Christopher P. Martin, Pharm.D.; Robert L. Talbert, Pharm.D., FCCP


Pharmacotherapy. 2005;25(7):942-953. 

In This Article

Aspirin Pharmacology

Aspirin, or acetylsalicylic acid, exerts its anti-platelet action through the irreversible acetylation of platelet cyclooxygenase (COX)-1 at serine residue 530 (Figure 1). This enzyme is responsible for conversion of arachadonic acid to the various eicosanoids, such as leukotrienes, prostaglandins, thromboxane A2 (TXA2) and prostacyclin, or prostaglandin I2 (PGI2) (Figure 1). Thromboxane A2 is a potent vasoconstrictor and platelet agonist found in the α-granules of the platelet, which are released during platelet activation. Production of TXA2 has been completely inhibited by doses of aspirin as low as 100 mg.[6]

Aspirin's mechanism of action. COX = cyclooxygenase; ASA = acetylsalicylic acid (aspirin); PGG2 = prostaglandin G2; PGH2 = prostaglandin H2; PGI2 = prostacyclin; TXA2 = thromboxane A2.

Prostaglandin I2 is a vasodilator and platelet inhibitor produced both by platelets and vascular endothelium. Once acetylated by aspirin, COX-1 is permanently deactivated and, as anucleate cells, platelets cannot replace the defective enzyme. This effectively halts platelet TXA2 production for the entire 10-day life span of the platelet. In contrast, inhibited COX-1 in vascular endothelial cells is replaced with functional enzymes, and the synthesis of prostacyclin continues.
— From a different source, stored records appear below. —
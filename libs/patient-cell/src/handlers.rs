use std::sync::Arc;

use axum::{
    extract::{Path, Query, State},
    Json,
};
use serde_json::{json, Value};
use uuid::Uuid;

use shared_models::error::AppError;
use shared_store::Repository;

use crate::models::{CreatePatientRequest, Patient, PatientListQuery, UpdatePatientRequest};
use crate::services::PatientService;

#[derive(Clone)]
pub struct PatientState {
    pub patients: Arc<dyn Repository<Patient>>,
}

#[axum::debug_handler]
pub async fn create_patient(
    State(state): State<PatientState>,
    Json(request): Json<CreatePatientRequest>,
) -> Result<Json<Value>, AppError> {
    let service = PatientService::new(state.patients.clone());

    let patient = service.create_patient(request).await?;

    Ok(Json(json!(patient)))
}

#[axum::debug_handler]
pub async fn get_patient(
    State(state): State<PatientState>,
    Path(patient_id): Path<Uuid>,
) -> Result<Json<Value>, AppError> {
    let service = PatientService::new(state.patients.clone());

    let patient = service.get_patient(patient_id).await?;

    Ok(Json(json!(patient)))
}

#[axum::debug_handler]
pub async fn update_patient(
    State(state): State<PatientState>,
    Path(patient_id): Path<Uuid>,
    Json(request): Json<UpdatePatientRequest>,
) -> Result<Json<Value>, AppError> {
    let service = PatientService::new(state.patients.clone());

    let patient = service.update_patient(patient_id, request).await?;

    Ok(Json(json!(patient)))
}

#[axum::debug_handler]
pub async fn list_patients(
    State(state): State<PatientState>,
    Query(query): Query<PatientListQuery>,
) -> Result<Json<Value>, AppError> {
    let service = PatientService::new(state.patients.clone());

    let patients = service.list_patients(query).await?;

    Ok(Json(json!({
        "patients": patients,
        "total": patients.len()
    })))
}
In addition, PGI2 is produced by the enzymatic activity of COX-2, which is 50-100 times less affected by binding with aspirin than COX-1.[7] Therefore, aspirin imparts a platelet inhibitory effect not only by reducing the amount of available TXA2 agonist, but also by increasing the amount of PGI2 relative to TXA2. However, this later effect becomes less significant with higher doses of aspirin.